Latte crudo e pecore libere: così nascono il Pecorino siciliano e la Vastedda

Nella Valle del Belice nascono due grandi DOP siciliane, ancora oggi lavorate interamente a mano.
Sicilia
Nella Valle del Belice nascono due grandi DOP siciliane, ancora oggi lavorate interamente a mano.

Il latte arriva appena munto tutte le mattine all’alba. Le pecore hanno pascolato tutto il giorno all’aperto, nelle verdi colline che sovrastano il corso del fiume Belice.

Il casaro saluta i pastori ed entra nel laboratorio, dove inizia la lenta, meticolosa lavorazione per trasformare il latte crudo nei due formaggi più amati dai siciliani di queste terre: il Pecorino e la Vastedda. Entrambi DOP, entrambi di antichissime origini, entrambi legati da una storia comune.



“Al tempo in cui il latte per fare i Pecorini veniva appeso la sera sotto gli ulivi fino all’indomani, dato che non vi erano metodi di refrigerazione artificiale, nel periodo estivo poteva capitare che il latte non si prestava più a diventare Pecorino di qualità”, racconta Massimo Todaro, titolare dell’omonima azienda di Santa Margherita di Belice, in provincia di Agrigento; “i casari pensarono allora di riutilizzarne la pasta, tagliandola a fette e immergendola nell’acqua quasi bollente così che iniziasse a sciogliersi e filare.

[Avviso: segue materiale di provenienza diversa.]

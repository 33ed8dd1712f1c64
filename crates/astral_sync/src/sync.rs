//! # State Sync
//!
//! Reconciles generated sectors with the server's mutable state.
//!
//! ## Coalescing
//!
//! At most one sync per sector id is in flight. Concurrent callers for the
//! same id share one [`Shared`] future and all receive its result:
//!
//! ```text
//! caller A ──┐
//! caller B ──┼──> pending[id] ──> fetch_deltas ──> apply ──> cache
//! caller C ──┘        └── removed when the future settles
//! ```
//!
//! The pending table lock is never held across an `.await`.
//!
//! ## Recorded Deltas
//!
//! Deltas already seen are kept in the cache's side table. Before fetching,
//! the unbroken run of recorded deltas that follows the sector's version is
//! replayed locally, and only newer versions are requested. A gap in the
//! run stops the replay: versions are consecutive per sector, and anything
//! past a gap has to come from the server.

use std::collections::HashMap;
use std::sync::Arc;

use astral_procedural::GeneratedSector;
use futures::future::{BoxFuture, FutureExt, Shared};
use parking_lot::Mutex;

use crate::apply::apply_deltas;
use crate::cache::SectorCache;
use crate::delta::{
    BulkDeltaRequest, BulkDeltaResponse, BulkDeltaResult, DeltaResponse, SectorDelta,
    SectorVersionInfo,
};
use crate::error::{SyncError, SyncResult};
use crate::source::DeltaSource;

/// Outcome of syncing one sector.
#[derive(Clone, Debug, PartialEq)]
pub struct SyncReport {
    /// Sector after applying every new delta.
    pub sector: Arc<GeneratedSector>,
    /// Version the sector is now confirmed at.
    pub version: u64,
    /// Deltas that were new to this sector.
    pub applied: usize,
}

type PendingSync = Shared<BoxFuture<'static, SyncResult<SyncReport>>>;

struct Inner<S> {
    source: S,
    cache: Arc<SectorCache>,
    pending: Mutex<HashMap<String, PendingSync>>,
}

/// Fetches and applies server deltas, keeping the cache current.
pub struct StateSync<S> {
    inner: Arc<Inner<S>>,
}

impl<S> Clone for StateSync<S> {
    fn clone(&self) -> Self {
        Self {
            inner: Arc::clone(&self.inner),
        }
    }
}

impl<S> std::fmt::Debug for StateSync<S> {
    fn fmt(&self, f: &mut std::fmt::Formatter<'_>) -> std::fmt::Result {
        f.debug_struct("StateSync")
            .field("pending", &self.inner.pending.lock().len())
            .finish_non_exhaustive()
    }
}

impl<S: DeltaSource> StateSync<S> {
    /// Creates a sync engine over a source and a shared cache.
    #[must_use]
    pub fn new(source: S, cache: Arc<SectorCache>) -> Self {
        Self {
            inner: Arc::new(Inner {
                source,
                cache,
                pending: Mutex::new(HashMap::new()),
            }),
        }
    }

    /// The cache this engine writes to.
    #[inline]
    #[must_use]
    pub fn cache(&self) -> &Arc<SectorCache> {
        &self.inner.cache
    }

    /// The delta source.
    #[inline]
    #[must_use]
    pub fn source(&self) -> &S {
        &self.inner.source
    }

    /// Syncs currently in flight.
    #[must_use]
    pub fn pending_count(&self) -> usize {
        self.inner.pending.lock().len()
    }

    /// Deltas for one sector newer than `since_version`.
    ///
    /// # Errors
    ///
    /// Propagates source failures.
    pub async fn fetch_deltas(
        &self,
        sector_id: &str,
        since_version: u64,
    ) -> SyncResult<DeltaResponse> {
        self.inner.source.fetch_deltas(sector_id, since_version).await
    }

    /// Deltas for many sectors in one round trip.
    ///
    /// # Errors
    ///
    /// Propagates source failures.
    pub async fn fetch_bulk_deltas(
        &self,
        requests: &[BulkDeltaRequest],
    ) -> SyncResult<BulkDeltaResponse> {
        self.inner.source.fetch_bulk_deltas(requests).await
    }

    /// Server version summary for one sector.
    ///
    /// # Errors
    ///
    /// Propagates source failures.
    pub async fn sector_version(&self, sector_id: &str) -> SyncResult<SectorVersionInfo> {
        self.inner.source.sector_version(sector_id).await
    }

    /// Brings `sector` up to the server's version and caches the result.
    ///
    /// Deltas newer than `sector.version` are fetched. Concurrent calls for
    /// the same sector id share one request.
    ///
    /// # Errors
    ///
    /// Returns the source's error; nothing is cached in that case.
    pub async fn sync_sector(&self, sector: Arc<GeneratedSector>) -> SyncResult<SyncReport> {
        self.pending_sync(sector).await
    }

    /// Drops every recorded delta, then syncs `sector` from its own version.
    ///
    /// # Errors
    ///
    /// Returns the source's error; nothing is cached in that case.
    pub async fn resync_sector(&self, sector: Arc<GeneratedSector>) -> SyncResult<SyncReport> {
        self.inner.cache.clear_deltas();
        tracing::info!("Forced resync of {} from v{}", sector.id, sector.version);
        self.pending_sync(sector).await
    }

    fn pending_sync(&self, sector: Arc<GeneratedSector>) -> PendingSync {
        let mut pending = self.inner.pending.lock();
        if let Some(existing) = pending.get(&sector.id) {
            tracing::debug!("Joining in-flight sync for {}", sector.id);
            return existing.clone();
        }

        let id = sector.id.clone();
        let inner = Arc::clone(&self.inner);
        let key = id.clone();
        let future = async move {
            let result = inner.run_sync(sector).await;
            inner.pending.lock().remove(&key);
            result
        }
        .boxed()
        .shared();
        pending.insert(id, future.clone());
        future
    }

    /// Syncs many sectors with one bulk request.
    ///
    /// Reports come back in input order.
    ///
    /// # Errors
    ///
    /// Returns the source's error, or [`SyncError::MissingSector`] if the
    /// response omits a requested sector. Nothing is cached on error.
    pub async fn bulk_sync(&self, sectors: &[Arc<GeneratedSector>]) -> SyncResult<Vec<SyncReport>> {
        if sectors.is_empty() {
            return Ok(Vec::new());
        }
        let sectors: Vec<Arc<GeneratedSector>> = sectors
            .iter()
            .map(|sector| self.inner.replay_recorded(Arc::clone(sector)))
            .collect();
        let requests: Vec<BulkDeltaRequest> = sectors
            .iter()
            .map(|sector| BulkDeltaRequest {
                sector_id: sector.id.clone(),
                since_version: sector.version,
            })
            .collect();
        let response = self.inner.source.fetch_bulk_deltas(&requests).await?;

        let mut by_id: HashMap<String, BulkDeltaResult> = response
            .results
            .into_iter()
            .map(|result| (result.sector_id.clone(), result))
            .collect();
        if let Some(missing) = sectors.iter().find(|s| !by_id.contains_key(&s.id)) {
            return Err(SyncError::MissingSector(missing.id.clone()));
        }

        let reports = sectors
            .iter()
            .filter_map(|sector| {
                let result = by_id.remove(&sector.id)?;
                Some(
                    self.inner
                        .absorb(Arc::clone(sector), result.current_version, &result.deltas),
                )
            })
            .collect();
        Ok(reports)
    }

    /// Applies a pushed delta to `sector`, records it and caches the result.
    ///
    /// Recorded deltas are replayed first. The push is applied locally only
    /// when it is the next version; a push that leaves a gap syncs the
    /// sector instead, which brings in the push along with everything
    /// before it. A push at or below the known version changes nothing.
    ///
    /// # Errors
    ///
    /// Returns the source's error when a gap forces a sync that fails.
    pub async fn apply_realtime_delta(
        &self,
        sector: Arc<GeneratedSector>,
        delta: SectorDelta,
    ) -> SyncResult<Arc<GeneratedSector>> {
        let base = self.inner.replay_recorded(sector);
        if delta.version <= base.version {
            tracing::debug!("Realtime delta {} v{} already known", delta.id, delta.version);
            return Ok(base);
        }
        if delta.version != base.version + 1 {
            tracing::debug!(
                "Realtime delta v{} for {} skips versions after v{}, syncing",
                delta.version,
                base.id,
                base.version
            );
            return self.sync_sector(base).await.map(|report| report.sector);
        }

        let deltas = [delta];
        let updated = Arc::new(apply_deltas(&base, &deltas));
        self.inner.cache.append_deltas(&updated.id, &deltas);
        self.inner.cache.set(Arc::clone(&updated), updated.version);
        tracing::debug!("Realtime delta applied to {} (v{})", updated.id, updated.version);
        Ok(updated)
    }
}

impl<S: DeltaSource> Inner<S> {
    async fn run_sync(&self, sector: Arc<GeneratedSector>) -> SyncResult<SyncReport> {
        let sector = self.replay_recorded(sector);
        let response = self.source.fetch_deltas(&sector.id, sector.version).await?;
        Ok(self.absorb(sector, response.current_version, &response.deltas))
    }

    /// `sector` with the unbroken run of recorded deltas after its version
    /// applied.
    fn replay_recorded(&self, sector: Arc<GeneratedSector>) -> Arc<GeneratedSector> {
        let mut next_version = sector.version + 1;
        let run: Vec<SectorDelta> = self
            .cache
            .cached_deltas(&sector.id)
            .into_iter()
            .filter(|d| d.version > sector.version)
            .take_while(|d| {
                let contiguous = d.version == next_version;
                next_version += 1;
                contiguous
            })
            .collect();
        if run.is_empty() {
            return sector;
        }
        tracing::debug!(
            "Replaying {} recorded deltas onto {} (v{})",
            run.len(),
            sector.id,
            sector.version
        );
        Arc::new(apply_deltas(&sector, &run))
    }

    fn absorb(
        &self,
        sector: Arc<GeneratedSector>,
        current_version: u64,
        deltas: &[SectorDelta],
    ) -> SyncReport {
        if deltas.iter().all(|d| d.version <= sector.version) {
            let version = current_version.max(sector.version);
            let cached = self.cache.get_version(&sector.id) == sector.version
                && self.cache.update_version(&sector.id, version);
            if !cached {
                self.cache.set(Arc::clone(&sector), version);
            }
            tracing::debug!("Sector {} already current at v{}", sector.id, version);
            return SyncReport {
                sector,
                version,
                applied: 0,
            };
        }

        let applied = deltas.iter().filter(|d| d.version > sector.version).count();
        let updated = Arc::new(apply_deltas(&sector, deltas));
        let version = current_version.max(updated.version);
        self.cache.set(Arc::clone(&updated), version);
        self.cache.append_deltas(&updated.id, deltas);
        tracing::info!(
            "Sector {} synced: {} new deltas, v{} -> v{}",
            updated.id,
            applied,
            sector.version,
            version
        );
        SyncReport {
            sector: updated,
            version,
            applied,
        }
    }
}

Reimpastandola a mano con gesti sapienti e lasciandola raffreddare nei tradizionali piatti fondi in ceramica, crearono il primo e unico formaggio dolce a pasta filata, fatto con latte crudo di pecora”. Ed ecco la Vastedda della Valle del Belice, il cui nome deriva dal siciliano “vasta”, che appunto significa “guasta”.

La Vastedda oggi è anche Presidio Slow Food, il Pecorino siciliano sta aprendo nuovi mercati in tutta Italia e oggi anche in Germania, bel oltre i confini dell’isola. Alcuni chef iniziano a sperimentare la Vastedda nei loro piatti; pizzerie gourmet la utilizzano al posto della mozzarella; il Pecorino è sempre più “sulla bocca” di degustatori e critici per il suo particolarissimo sapore, grazie all’utilizzo di latte crudo e tini di legno che arricchiscono il formaggio di batteri “buoni”. Spiega Todaro, che è anche agronomo ricercatore all’Università di Palermo: “Nel legno vivono miliardi di batteri lattici: questi a 35° si tuffano nel latte e si moltiplicano all’impazzata, permettendo di selezionare la flora casearia che consente di ottenere ottimi processi di coagulazione del latte e forme di Pecorino dalle caratteristiche sensoriali uniche e inimitabili”.